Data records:

"""

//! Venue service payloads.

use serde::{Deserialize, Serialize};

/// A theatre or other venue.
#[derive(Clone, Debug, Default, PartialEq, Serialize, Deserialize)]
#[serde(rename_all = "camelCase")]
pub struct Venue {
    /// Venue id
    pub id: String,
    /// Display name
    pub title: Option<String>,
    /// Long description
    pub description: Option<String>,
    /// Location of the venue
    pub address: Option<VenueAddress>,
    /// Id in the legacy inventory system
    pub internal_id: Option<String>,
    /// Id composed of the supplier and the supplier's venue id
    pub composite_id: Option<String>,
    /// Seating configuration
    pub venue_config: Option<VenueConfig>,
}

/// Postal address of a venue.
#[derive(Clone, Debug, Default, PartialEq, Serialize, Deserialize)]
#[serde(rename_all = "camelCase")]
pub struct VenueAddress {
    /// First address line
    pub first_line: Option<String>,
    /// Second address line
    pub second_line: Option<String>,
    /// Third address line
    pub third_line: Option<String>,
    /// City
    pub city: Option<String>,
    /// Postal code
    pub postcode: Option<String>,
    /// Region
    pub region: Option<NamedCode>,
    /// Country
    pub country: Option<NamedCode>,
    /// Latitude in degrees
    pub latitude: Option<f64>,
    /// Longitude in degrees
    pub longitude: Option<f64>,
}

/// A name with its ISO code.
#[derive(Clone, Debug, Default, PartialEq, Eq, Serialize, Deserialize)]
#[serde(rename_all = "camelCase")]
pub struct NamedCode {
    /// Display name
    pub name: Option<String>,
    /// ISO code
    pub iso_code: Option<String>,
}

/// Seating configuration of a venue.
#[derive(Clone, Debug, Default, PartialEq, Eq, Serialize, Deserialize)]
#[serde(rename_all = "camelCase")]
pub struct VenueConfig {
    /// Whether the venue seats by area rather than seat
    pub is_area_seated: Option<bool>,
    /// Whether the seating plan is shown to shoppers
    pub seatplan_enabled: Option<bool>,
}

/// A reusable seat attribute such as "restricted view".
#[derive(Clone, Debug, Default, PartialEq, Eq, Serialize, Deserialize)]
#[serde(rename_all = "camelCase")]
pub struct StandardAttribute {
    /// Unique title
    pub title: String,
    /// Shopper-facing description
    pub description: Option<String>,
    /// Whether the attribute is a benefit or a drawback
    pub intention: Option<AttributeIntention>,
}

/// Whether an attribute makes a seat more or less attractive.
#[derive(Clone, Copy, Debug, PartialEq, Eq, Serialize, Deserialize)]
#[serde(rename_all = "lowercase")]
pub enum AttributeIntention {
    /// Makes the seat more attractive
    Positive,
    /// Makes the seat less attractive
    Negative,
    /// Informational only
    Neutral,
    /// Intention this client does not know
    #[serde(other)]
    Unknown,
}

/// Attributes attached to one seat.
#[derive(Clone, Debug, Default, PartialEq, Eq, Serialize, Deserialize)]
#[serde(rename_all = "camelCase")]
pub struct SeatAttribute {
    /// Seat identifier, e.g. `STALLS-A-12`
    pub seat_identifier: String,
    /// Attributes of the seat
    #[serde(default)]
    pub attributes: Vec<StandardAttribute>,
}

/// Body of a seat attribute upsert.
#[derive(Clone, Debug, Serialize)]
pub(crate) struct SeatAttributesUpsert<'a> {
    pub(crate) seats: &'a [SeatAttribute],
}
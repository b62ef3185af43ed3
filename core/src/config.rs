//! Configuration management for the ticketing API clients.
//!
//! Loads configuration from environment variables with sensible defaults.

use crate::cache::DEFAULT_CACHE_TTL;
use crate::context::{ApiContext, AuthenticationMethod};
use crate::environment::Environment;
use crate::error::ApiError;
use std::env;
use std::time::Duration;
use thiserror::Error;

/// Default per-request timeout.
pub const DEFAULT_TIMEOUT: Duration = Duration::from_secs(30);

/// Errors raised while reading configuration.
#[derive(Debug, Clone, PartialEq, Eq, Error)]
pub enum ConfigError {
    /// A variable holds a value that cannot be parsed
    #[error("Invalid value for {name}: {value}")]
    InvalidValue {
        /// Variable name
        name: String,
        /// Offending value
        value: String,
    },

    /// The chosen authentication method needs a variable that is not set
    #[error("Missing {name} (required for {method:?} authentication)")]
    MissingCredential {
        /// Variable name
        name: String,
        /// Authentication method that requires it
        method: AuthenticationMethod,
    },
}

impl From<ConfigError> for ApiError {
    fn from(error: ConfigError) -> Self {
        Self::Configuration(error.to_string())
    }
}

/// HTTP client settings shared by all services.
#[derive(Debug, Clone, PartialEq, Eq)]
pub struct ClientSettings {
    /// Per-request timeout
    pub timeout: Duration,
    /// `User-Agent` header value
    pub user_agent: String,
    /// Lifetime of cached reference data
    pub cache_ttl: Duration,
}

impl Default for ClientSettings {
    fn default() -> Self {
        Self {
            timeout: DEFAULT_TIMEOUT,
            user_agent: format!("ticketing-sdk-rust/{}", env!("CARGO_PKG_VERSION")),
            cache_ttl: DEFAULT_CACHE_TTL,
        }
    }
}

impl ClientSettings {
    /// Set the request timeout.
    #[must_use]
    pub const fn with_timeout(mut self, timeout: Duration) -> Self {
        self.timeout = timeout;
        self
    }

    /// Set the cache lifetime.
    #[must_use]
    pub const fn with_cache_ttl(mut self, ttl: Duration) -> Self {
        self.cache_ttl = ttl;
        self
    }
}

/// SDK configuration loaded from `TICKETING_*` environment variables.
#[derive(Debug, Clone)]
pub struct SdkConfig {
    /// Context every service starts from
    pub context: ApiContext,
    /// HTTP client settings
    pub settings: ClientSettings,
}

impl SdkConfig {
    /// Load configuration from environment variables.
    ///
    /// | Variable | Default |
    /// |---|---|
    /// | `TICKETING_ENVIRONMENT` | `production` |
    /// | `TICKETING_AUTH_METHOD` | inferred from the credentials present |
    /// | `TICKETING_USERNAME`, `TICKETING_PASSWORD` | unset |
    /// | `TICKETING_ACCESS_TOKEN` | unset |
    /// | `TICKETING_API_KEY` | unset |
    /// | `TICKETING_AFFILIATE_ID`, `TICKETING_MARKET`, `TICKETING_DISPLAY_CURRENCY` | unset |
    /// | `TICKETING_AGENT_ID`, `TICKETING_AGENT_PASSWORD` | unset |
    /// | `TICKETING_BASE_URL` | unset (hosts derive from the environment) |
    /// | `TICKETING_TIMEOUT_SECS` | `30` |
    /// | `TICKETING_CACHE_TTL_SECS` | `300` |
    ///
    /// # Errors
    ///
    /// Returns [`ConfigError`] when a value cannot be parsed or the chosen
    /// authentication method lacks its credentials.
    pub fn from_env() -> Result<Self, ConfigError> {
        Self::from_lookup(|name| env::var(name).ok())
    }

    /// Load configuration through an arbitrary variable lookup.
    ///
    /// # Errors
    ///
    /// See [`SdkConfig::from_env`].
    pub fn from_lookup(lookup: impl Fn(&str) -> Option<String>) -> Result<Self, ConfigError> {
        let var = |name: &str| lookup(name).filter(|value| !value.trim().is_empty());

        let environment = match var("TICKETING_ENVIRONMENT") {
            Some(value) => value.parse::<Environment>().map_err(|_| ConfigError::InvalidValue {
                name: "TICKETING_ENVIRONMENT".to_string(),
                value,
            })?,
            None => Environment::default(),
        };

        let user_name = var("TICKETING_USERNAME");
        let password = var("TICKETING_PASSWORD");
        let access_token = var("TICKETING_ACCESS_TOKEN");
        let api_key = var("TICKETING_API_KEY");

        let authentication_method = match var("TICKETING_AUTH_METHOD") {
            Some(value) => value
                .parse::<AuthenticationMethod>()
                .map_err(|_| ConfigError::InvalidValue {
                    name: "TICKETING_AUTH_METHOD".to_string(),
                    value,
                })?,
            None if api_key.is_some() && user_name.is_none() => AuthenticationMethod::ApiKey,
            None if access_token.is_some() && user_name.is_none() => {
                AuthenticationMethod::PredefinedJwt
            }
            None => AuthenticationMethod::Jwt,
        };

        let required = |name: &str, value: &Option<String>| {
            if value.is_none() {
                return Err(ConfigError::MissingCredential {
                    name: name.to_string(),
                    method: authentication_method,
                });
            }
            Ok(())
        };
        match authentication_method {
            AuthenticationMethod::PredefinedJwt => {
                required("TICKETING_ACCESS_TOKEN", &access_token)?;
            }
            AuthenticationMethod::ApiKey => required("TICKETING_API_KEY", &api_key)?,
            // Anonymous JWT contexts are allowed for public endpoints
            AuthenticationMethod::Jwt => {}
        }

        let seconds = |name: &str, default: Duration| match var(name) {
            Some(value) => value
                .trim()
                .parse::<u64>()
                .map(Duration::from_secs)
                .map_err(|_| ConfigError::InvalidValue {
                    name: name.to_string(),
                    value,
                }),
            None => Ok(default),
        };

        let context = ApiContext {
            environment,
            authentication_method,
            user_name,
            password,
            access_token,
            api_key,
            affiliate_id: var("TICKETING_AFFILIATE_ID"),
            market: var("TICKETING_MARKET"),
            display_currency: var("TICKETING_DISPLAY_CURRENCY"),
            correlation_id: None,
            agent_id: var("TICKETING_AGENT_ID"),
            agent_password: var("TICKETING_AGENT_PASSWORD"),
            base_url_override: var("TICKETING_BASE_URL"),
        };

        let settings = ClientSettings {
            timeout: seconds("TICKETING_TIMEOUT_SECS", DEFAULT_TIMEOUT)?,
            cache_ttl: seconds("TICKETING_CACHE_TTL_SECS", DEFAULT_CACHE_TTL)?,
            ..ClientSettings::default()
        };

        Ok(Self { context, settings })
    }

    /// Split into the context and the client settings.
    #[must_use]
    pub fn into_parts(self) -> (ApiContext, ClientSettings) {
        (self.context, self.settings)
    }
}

"""

WHAT THE EXERCISE ASKS
Each line of the records that contains the string "credentials" must be copied.

ANSWER TO THIS EXERCISE
    /// | `TICKETING_AUTH_METHOD` | inferred from the credentials present |
    /// authentication method lacks its credentials.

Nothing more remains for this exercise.